**SUPPLIED DATA**:
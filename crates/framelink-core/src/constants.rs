//! Protocol-level constants shared across the Framelink crates.
//!
//! These are the defaults for the configurable frame format; every value
//! can be overridden per engine through `FrameConfig`. Both peers of a
//! link must be built with matching frame-format settings.
//!
//! # Wire Format
//!
//! ```text
//! ,-----+-----+-----+------+------------+- - - -+-------------,
//! | SOF | ID  | LEN | TYPE | HEAD_CKSUM | DATA  | DATA_CKSUM  |
//! | 0-1 | 1-4 | 1-4 | 1-4  | 0-4        | ...   | 0-4         |  <- size (bytes)
//! '-----+-----+-----+------+------------+- - - -+-------------'
//! ```
//!
//! All multi-byte fields are big-endian.

// ============================================================================
// Frame Format Defaults
// ============================================================================

/// Default start-of-frame marker.
///
/// The SOF byte lets the parser resynchronize after line noise: while
/// waiting for a frame, every byte other than the marker is discarded.
pub const DEFAULT_SOF_BYTE: u8 = 0x01;

// ============================================================================
// Buffer Capacities
// ============================================================================

/// Default receive payload capacity in bytes.
///
/// Frames declaring a longer payload are still consumed, so that the
/// stream stays in sync, but their bytes are discarded and the frame is
/// never dispatched.
pub const DEFAULT_RX_CAPACITY: usize = 1024;

/// Default compose buffer capacity in bytes.
///
/// Larger payloads are not rejected; they are flushed to the write sink
/// in multiple calls. Lowering this trades sink calls for memory.
pub const DEFAULT_TX_CAPACITY: usize = 128;

// ============================================================================
// Listener Tables
// ============================================================================

/// Default slot count for id listeners (response / multi-part waiters).
pub const DEFAULT_ID_LISTENER_SLOTS: usize = 10;

/// Default slot count for type listeners (request handlers).
pub const DEFAULT_TYPE_LISTENER_SLOTS: usize = 10;

/// Default slot count for generic fallback listeners.
pub const DEFAULT_GENERIC_LISTENER_SLOTS: usize = 5;

// ============================================================================
// Timeouts
// ============================================================================

/// Default parser watchdog, in ticks.
///
/// A partially received frame is abandoned after this many `tick()` calls
/// without a byte arriving. 0 disables the watchdog.
pub const DEFAULT_PARSER_TIMEOUT_TICKS: u32 = 10;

**GOAL OF THE EXERCISE**: Within the listing above, tally the lines holding the word "bytes". Give the tally only.

**ANSWER SPACE**: 4